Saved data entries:
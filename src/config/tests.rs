//! Unit tests for run-level configuration.

use rstest::{fixture, rstest};

use super::*;
use crate::test_support::EnvGuard;

#[fixture]
fn valid_config() -> KolaConfig {
    KolaConfig {
        platform: String::from("aws"),
        output_dir: String::from("_kola_temp"),
        parallel: 2,
        base_name: String::from("kola"),
        ssh_public_key_file: None,
        no_ssh_key_in_metadata: false,
        boot_timeout_secs: 600,
        boot_interval_secs: 10,
        gc_grace_period_secs: 3600,
        report_version: String::from("unknown"),
        update_payload: None,
        kolet_path: String::from("kolet"),
    }
}

#[rstest]
fn valid_config_passes(valid_config: KolaConfig) {
    valid_config.validate().expect("config should validate");
    assert_eq!(valid_config.platform(), Ok(Platform::Aws));
}

#[rstest]
#[case::platform(KolaConfig { platform: String::new(), ..valid_config() }, "KOLA_PLATFORM")]
#[case::output_dir(KolaConfig { output_dir: String::from("  "), ..valid_config() }, "KOLA_OUTPUT_DIR")]
#[case::base_name(KolaConfig { base_name: String::new(), ..valid_config() }, "KOLA_BASE_NAME")]
fn missing_fields_name_env_var_and_file(#[case] config: KolaConfig, #[case] env_var: &str) {
    let err = config.validate().expect_err("validation should fail");
    let ConfigError::MissingField(ref message) = err else {
        panic!("expected MissingField, got {err:?}");
    };
    assert!(message.contains(env_var), "missing {env_var}: {message}");
    assert!(message.contains("kola.toml"), "missing file name: {message}");
}

#[rstest]
fn unknown_platform_is_invalid(valid_config: KolaConfig) {
    let err = KolaConfig {
        platform: String::from("gce"),
        ..valid_config
    }
    .validate()
    .expect_err("gce is not supported");
    assert!(matches!(err, ConfigError::Invalid(ref m) if m.contains("gce")), "got {err}");
}

#[rstest]
fn zero_parallelism_is_invalid(valid_config: KolaConfig) {
    let err = KolaConfig {
        parallel: 0,
        ..valid_config
    }
    .validate()
    .expect_err("parallel must be positive");
    assert!(err.to_string().contains("KOLA_PARALLEL"), "got {err}");
}

#[rstest]
fn derived_durations_follow_settings(valid_config: KolaConfig) {
    let config = KolaConfig {
        boot_timeout_secs: 120,
        boot_interval_secs: 5,
        gc_grace_period_secs: 60,
        ..valid_config
    };
    assert_eq!(
        config.boot_poll(),
        Poll::new(Duration::from_secs(120), Duration::from_secs(5))
    );
    assert_eq!(config.gc_grace_period(), Duration::from_secs(60));
    assert_eq!(config.output_path(), Utf8PathBuf::from("_kola_temp"));
}

#[tokio::test]
async fn environment_overrides_defaults() {
    let _guard = EnvGuard::set_vars(&[("KOLA_PLATFORM", "packet"), ("KOLA_PARALLEL", "4")]).await;

    let config = KolaConfig::load_without_cli_args().expect("config should load");

    assert_eq!(config.platform(), Ok(Platform::Packet));
    assert_eq!(config.parallel, 4);
    assert_eq!(config.output_dir, "_kola_temp");
}

#[rstest]
fn public_key_is_read_and_trimmed(valid_config: KolaConfig) {
    let tmp = tempfile::TempDir::new().expect("tempdir");
    let key_path = tmp.path().join("id_ed25519.pub");
    std::fs::write(&key_path, "ssh-ed25519 AAAA kola@test\n").expect("write key");
    let config = KolaConfig {
        ssh_public_key_file: Some(key_path.to_string_lossy().into_owned()),
        ..valid_config
    };

    let key = config.ssh_public_key().expect("key readable");

    assert_eq!(key.as_deref(), Some("ssh-ed25519 AAAA kola@test"));
}

#[rstest]
fn missing_public_key_names_the_setting(valid_config: KolaConfig) {
    let config = KolaConfig {
        ssh_public_key_file: Some(String::from("/nonexistent/kola/id.pub")),
        ..valid_config
    };

    let err = config.ssh_public_key().expect_err("file is absent");

    assert!(matches!(err, ConfigError::Invalid(ref m) if m.contains("KOLA_SSH_PUBLIC_KEY_FILE")));
    assert_eq!(
        KolaConfig {
            ssh_public_key_file: None,
            ..config
        }
        .ssh_public_key(),
        Ok(None)
    );
}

— EXERCISE OBJECTIVE —
Reproduce the entries above exactly, but only the lines between the line holding "base_name: String::new(), ..valid_config()" and the line holding "assert_eq!(config.platform(), Ok(Platform::Packet));", inclusive.

— RESPONSE TO THIS EXERCISE —
#[case::base_name(KolaConfig { base_name: String::new(), ..valid_config() }, "KOLA_BASE_NAME")]
fn missing_fields_name_env_var_and_file(#[case] config: KolaConfig, #[case] env_var: &str) {
    let err = config.validate().expect_err("validation should fail");
    let ConfigError::MissingField(ref message) = err else {
        panic!("expected MissingField, got {err:?}");
    };
    assert!(message.contains(env_var), "missing {env_var}: {message}");
    assert!(message.contains("kola.toml"), "missing file name: {message}");
}

#[rstest]
fn unknown_platform_is_invalid(valid_config: KolaConfig) {
    let err = KolaConfig {
        platform: String::from("gce"),
        ..valid_config
    }
    .validate()
    .expect_err("gce is not supported");
    assert!(matches!(err, ConfigError::Invalid(ref m) if m.contains("gce")), "got {err}");
}

#[rstest]
fn zero_parallelism_is_invalid(valid_config: KolaConfig) {
    let err = KolaConfig {
        parallel: 0,
        ..valid_config
    }
    .validate()
    .expect_err("parallel must be positive");
    assert!(err.to_string().contains("KOLA_PARALLEL"), "got {err}");
}

#[rstest]
fn derived_durations_follow_settings(valid_config: KolaConfig) {
    let config = KolaConfig {
        boot_timeout_secs: 120,
        boot_interval_secs: 5,
        gc_grace_period_secs: 60,
        ..valid_config
    };
    assert_eq!(
        config.boot_poll(),
        Poll::new(Duration::from_secs(120), Duration::from_secs(5))
    );
    assert_eq!(config.gc_grace_period(), Duration::from_secs(60));
    assert_eq!(config.output_path(), Utf8PathBuf::from("_kola_temp"));
}

#[tokio::test]
async fn environment_overrides_defaults() {
    let _guard = EnvGuard::set_vars(&[("KOLA_PLATFORM", "packet"), ("KOLA_PARALLEL", "4")]).await;

    let config = KolaConfig::load_without_cli_args().expect("config should load");

    assert_eq!(config.platform(), Ok(Platform::Packet));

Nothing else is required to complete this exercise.